Government has reinforced its commitment for re-starting stalled infra projects and reducing stress on the banking sector by allocating Rs. 20,000 crore for creation of National Investment & Infrastructure Fund. This may be supplemented by Government companies and banks, which would attract a huge pool of both, equity and debt capital for Indian infra and manufacturing thereby creating jobs.Farmers will see a large increase in their incomes through increased agricultural productivity due to PM Sinchayee Yojana, higher agricultural credit and soil health cards. Rapid progress is expected towards achieving Government’s vision of 24X7 power with 5 UMPPs with a cumulative capacity of 20,000 MW under a plug and play model, with an investment of Rs. 1 lac Cr. In terms of fiscal consolidation, Jaitley has stuck to the medium-term goal of a fiscal deficit of three per cent of GDP – but in three years, rather than two. This will give him breathing space and allow him to spend that much more to boost public investment and domestic demand. Jaitley is a cautious, careful man, a person who often emphasises predictability and the absence of abrupt and unpleasant surprises in tax structures and fiscal policies. In this Budget, he has set benchmarks for the rest of his term. For housing, school and medical facilities, he has set targets right up to 2022, the 75th year of India’s independence.

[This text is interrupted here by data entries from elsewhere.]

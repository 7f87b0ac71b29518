//! Week locator: id normalization and course-root discovery.
//!
//! A week token may be bare digits ("6", "06") or a canonical slug
//! ("week_06", case-insensitive). Everything downstream works with the
//! canonical `week_NN` form. A token that cannot be normalized is a usage
//! error, not a gate Problem.

use crate::core::error::WeekgateError;
use std::path::{Path, PathBuf};

/// Normalize a user-supplied week token to the canonical `week_NN` slug.
pub fn normalize_week(token: &str) -> Result<String, WeekgateError> {
    let lower = token.trim().to_ascii_lowercase();
    let digits = lower.strip_prefix("week_").unwrap_or(&lower);
    match digits.parse::<u32>() {
        Ok(n) => Ok(format!("week_{:02}", n)),
        Err(_) => Err(WeekgateError::Usage(format!(
            "invalid week id {:?} (expected e.g. 06 or week_06)",
            token
        ))),
    }
}

/// Walk upward from `start_dir` until a directory containing `chapters/`
/// is found.
pub fn find_course_root(start_dir: &Path) -> Result<PathBuf, WeekgateError> {
    let mut current = PathBuf::from(start_dir);
    loop {
        if current.join("chapters").is_dir() {
            return Ok(current);
        }
        if !current.pop() {
            return Err(WeekgateError::Usage(
                "'chapters' directory not found in current or parent directories".to_string(),
            ));
        }
    }
}

pub fn week_dir(root: &Path, week: &str) -> PathBuf {
    root.join("chapters").join(week)
}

In that sense, the direction of his government is clear very early in the day. Narendra Modi takes election manifestoes seriously. This genuineness in intent and purpose has defined the 2015 Budget as well. With Jaitley, you don’t get impressive statements. He is not P Chidambaram or Montek Singh Ahluwalia, who spent 10 years promising the moon. In the economic regime of Jaitley and Modi what you see is what you get. India will be happy with this.
However, fund for start-ups was announced in the last year budget as well, and also were some schemes for the common man that still await execution and disbursement of funds to the intended beneficiaries. Let us hope that this year’s budget proposals are executed in a time-bound and well-organized manner, and India attains the echelons the present government wants it to. As a participant, we all need to pay heed to a basic fact that the revenues column of this revenue and expenditure statement of the government comes from our sincere and timely payment of taxes, be it by individuals or corporates; hence honest declaration of income in IT returns is expected to help our chosen rulers attain the target of inclusive growth. Needless to mention, this socialist budget with focus on growth is the beginning of a new era, an era where both expectations and delivery will be high.